§ Assignment:
Filter this material down to the lines that contain the string "exist", and return those lines.
====== Supplied data ======
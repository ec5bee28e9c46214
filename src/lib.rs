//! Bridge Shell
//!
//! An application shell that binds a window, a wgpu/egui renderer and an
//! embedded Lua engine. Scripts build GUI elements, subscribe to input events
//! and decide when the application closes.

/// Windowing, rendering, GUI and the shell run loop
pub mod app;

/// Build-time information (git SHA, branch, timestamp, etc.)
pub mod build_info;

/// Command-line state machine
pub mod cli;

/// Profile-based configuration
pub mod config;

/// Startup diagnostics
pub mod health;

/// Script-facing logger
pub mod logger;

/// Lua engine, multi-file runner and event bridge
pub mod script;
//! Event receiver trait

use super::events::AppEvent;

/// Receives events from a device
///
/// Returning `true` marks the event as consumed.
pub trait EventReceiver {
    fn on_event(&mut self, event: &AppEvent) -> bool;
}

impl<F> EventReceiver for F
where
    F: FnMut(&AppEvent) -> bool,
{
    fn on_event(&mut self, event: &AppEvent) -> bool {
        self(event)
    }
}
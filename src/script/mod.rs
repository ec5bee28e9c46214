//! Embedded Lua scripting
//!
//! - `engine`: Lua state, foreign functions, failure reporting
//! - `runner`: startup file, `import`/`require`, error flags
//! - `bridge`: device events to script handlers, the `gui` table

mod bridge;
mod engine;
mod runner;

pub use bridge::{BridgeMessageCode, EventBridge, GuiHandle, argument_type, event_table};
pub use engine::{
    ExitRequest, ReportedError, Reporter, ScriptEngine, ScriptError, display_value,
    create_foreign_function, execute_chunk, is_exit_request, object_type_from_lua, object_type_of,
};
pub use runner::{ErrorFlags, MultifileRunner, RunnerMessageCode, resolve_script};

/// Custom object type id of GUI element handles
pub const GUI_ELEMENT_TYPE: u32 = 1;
======
====== Supplied data ======
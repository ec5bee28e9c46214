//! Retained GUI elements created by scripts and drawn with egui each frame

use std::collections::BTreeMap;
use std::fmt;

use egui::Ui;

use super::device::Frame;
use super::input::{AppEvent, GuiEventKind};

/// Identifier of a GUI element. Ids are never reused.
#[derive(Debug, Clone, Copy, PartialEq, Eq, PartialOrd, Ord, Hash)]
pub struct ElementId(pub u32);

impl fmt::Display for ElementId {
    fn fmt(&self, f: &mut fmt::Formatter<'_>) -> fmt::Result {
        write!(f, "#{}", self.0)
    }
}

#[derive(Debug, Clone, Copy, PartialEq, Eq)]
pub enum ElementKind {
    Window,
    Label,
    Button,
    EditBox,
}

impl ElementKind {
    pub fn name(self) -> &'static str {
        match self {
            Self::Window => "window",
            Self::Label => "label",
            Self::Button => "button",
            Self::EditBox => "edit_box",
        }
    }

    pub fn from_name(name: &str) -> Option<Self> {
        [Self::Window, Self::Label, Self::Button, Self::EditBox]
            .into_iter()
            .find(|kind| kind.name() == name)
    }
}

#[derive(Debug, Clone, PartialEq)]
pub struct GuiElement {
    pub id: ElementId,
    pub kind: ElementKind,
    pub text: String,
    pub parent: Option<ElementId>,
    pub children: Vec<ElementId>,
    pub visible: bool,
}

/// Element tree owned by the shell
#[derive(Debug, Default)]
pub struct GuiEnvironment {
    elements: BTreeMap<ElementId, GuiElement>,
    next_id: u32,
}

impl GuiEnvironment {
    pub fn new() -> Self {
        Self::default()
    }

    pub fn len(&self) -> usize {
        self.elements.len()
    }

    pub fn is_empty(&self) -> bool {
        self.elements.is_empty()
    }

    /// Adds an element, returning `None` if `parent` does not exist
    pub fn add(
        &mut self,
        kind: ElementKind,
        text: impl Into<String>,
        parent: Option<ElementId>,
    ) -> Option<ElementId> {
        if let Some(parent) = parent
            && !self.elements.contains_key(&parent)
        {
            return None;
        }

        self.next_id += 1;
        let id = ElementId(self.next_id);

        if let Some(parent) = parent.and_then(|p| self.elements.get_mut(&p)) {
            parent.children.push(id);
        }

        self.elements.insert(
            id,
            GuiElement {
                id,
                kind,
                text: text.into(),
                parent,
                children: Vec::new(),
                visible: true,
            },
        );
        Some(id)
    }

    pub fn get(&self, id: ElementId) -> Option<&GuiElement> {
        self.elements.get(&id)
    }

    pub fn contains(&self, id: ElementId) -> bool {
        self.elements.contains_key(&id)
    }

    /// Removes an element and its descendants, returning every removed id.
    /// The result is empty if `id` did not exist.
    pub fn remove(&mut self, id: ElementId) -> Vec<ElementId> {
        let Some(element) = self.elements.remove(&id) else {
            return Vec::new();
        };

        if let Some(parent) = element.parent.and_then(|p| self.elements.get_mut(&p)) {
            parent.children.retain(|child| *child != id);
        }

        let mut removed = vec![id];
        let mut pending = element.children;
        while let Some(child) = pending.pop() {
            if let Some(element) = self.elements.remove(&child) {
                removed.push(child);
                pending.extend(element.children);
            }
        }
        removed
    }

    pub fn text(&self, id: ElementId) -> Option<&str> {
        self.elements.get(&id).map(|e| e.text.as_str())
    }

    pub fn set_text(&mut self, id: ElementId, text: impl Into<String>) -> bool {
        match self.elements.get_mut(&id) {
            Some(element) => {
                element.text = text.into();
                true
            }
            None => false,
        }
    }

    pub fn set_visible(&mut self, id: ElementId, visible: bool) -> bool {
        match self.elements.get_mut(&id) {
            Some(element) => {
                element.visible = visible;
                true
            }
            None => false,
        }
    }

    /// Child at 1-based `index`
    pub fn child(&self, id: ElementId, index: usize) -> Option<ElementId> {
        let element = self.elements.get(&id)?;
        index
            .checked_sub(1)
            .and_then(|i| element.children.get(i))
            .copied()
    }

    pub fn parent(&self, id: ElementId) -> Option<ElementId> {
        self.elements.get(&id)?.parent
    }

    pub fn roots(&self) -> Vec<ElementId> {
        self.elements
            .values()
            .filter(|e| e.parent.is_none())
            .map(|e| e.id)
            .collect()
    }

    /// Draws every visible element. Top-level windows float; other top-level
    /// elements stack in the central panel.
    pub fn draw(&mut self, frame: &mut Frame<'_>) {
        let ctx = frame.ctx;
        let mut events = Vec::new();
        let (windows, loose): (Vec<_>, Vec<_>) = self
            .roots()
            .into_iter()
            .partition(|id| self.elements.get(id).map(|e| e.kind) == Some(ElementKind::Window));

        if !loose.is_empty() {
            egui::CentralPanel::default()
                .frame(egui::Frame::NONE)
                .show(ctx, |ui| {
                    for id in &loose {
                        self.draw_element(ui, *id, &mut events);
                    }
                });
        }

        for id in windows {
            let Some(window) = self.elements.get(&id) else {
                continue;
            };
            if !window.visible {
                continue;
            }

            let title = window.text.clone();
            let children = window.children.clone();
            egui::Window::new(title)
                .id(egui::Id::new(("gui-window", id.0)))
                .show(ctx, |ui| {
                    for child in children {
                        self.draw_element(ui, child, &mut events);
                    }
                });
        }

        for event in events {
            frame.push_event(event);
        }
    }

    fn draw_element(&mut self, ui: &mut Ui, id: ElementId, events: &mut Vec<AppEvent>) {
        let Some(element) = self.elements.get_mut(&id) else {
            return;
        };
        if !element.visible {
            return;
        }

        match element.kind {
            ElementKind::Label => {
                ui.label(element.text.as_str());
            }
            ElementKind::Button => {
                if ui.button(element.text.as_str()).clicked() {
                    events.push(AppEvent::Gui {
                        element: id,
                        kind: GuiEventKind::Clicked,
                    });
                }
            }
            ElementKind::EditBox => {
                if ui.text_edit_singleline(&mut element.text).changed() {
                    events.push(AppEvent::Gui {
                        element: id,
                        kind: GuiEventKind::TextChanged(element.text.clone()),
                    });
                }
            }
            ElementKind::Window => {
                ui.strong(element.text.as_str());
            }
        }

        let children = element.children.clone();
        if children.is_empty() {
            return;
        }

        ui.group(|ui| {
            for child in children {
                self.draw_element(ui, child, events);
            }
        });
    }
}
======
§ Written response:
    /// Adds an element, returning `None` if `parent` does not exist
    /// The result is empty if `id` did not exist.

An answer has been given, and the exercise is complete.